Saved data entries
<<<<

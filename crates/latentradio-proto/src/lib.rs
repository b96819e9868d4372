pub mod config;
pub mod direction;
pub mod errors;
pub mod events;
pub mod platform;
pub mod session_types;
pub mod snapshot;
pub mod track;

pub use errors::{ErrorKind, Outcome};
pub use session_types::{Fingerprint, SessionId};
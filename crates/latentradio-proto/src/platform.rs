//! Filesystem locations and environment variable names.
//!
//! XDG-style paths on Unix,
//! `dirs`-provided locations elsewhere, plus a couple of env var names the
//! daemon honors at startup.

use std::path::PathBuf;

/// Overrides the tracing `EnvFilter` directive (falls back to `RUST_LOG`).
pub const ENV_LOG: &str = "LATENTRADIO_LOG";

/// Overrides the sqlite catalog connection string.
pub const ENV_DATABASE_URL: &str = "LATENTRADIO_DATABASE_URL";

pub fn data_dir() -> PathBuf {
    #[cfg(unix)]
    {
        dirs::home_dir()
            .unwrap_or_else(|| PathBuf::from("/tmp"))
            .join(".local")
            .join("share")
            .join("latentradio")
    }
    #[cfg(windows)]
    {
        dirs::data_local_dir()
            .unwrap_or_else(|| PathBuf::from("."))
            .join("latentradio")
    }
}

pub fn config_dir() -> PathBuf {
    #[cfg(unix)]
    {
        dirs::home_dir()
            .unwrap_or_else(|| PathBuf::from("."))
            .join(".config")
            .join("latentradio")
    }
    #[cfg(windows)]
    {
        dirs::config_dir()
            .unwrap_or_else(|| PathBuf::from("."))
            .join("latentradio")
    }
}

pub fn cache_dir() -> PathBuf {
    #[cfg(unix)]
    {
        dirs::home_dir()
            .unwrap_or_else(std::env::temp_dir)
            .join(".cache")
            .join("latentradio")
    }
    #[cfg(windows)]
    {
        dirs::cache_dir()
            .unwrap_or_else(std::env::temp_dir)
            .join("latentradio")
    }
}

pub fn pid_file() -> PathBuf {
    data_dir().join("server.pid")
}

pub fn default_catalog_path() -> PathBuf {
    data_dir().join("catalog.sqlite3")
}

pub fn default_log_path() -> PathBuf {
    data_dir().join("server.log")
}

>>>>

* _Exercise objective_: Find the line with "pub fn cache_dir()" in the data above. Restate it and all later lines word for word, ending with the last line.

* _Reply to the exercise_:
pub fn cache_dir() -> PathBuf {
    #[cfg(unix)]
    {
        dirs::home_dir()
            .unwrap_or_else(std::env::temp_dir)
            .join(".cache")
            .join("latentradio")
    }
    #[cfg(windows)]
    {
        dirs::cache_dir()
            .unwrap_or_else(std::env::temp_dir)
            .join("latentradio")
    }
}

pub fn pid_file() -> PathBuf {
    data_dir().join("server.pid")
}

pub fn default_catalog_path() -> PathBuf {
    data_dir().join("catalog.sqlite3")
}

pub fn default_log_path() -> PathBuf {
    data_dir().join("server.log")
}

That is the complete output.